• _Extracted data_:
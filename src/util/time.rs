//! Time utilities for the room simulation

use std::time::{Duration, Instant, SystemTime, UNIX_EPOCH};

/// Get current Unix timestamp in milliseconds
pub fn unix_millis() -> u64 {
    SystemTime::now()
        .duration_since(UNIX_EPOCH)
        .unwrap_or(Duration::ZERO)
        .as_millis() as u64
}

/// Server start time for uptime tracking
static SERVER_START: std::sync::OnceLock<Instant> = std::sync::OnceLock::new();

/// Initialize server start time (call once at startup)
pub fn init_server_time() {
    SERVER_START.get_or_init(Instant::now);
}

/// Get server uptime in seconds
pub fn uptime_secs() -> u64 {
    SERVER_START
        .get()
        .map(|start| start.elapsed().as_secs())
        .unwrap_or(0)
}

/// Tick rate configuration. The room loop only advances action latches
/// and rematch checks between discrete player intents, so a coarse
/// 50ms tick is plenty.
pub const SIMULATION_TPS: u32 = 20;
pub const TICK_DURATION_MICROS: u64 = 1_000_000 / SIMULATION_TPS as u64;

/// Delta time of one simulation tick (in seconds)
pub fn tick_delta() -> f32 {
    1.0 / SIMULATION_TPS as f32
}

• _Task requirements_: Search the records for the word "Instant", then list every line that has it.

• _Exercise result_:
use std::time::{Duration, Instant, SystemTime, UNIX_EPOCH};
static SERVER_START: std::sync::OnceLock<Instant> = std::sync::OnceLock::new();
    SERVER_START.get_or_init(Instant::now);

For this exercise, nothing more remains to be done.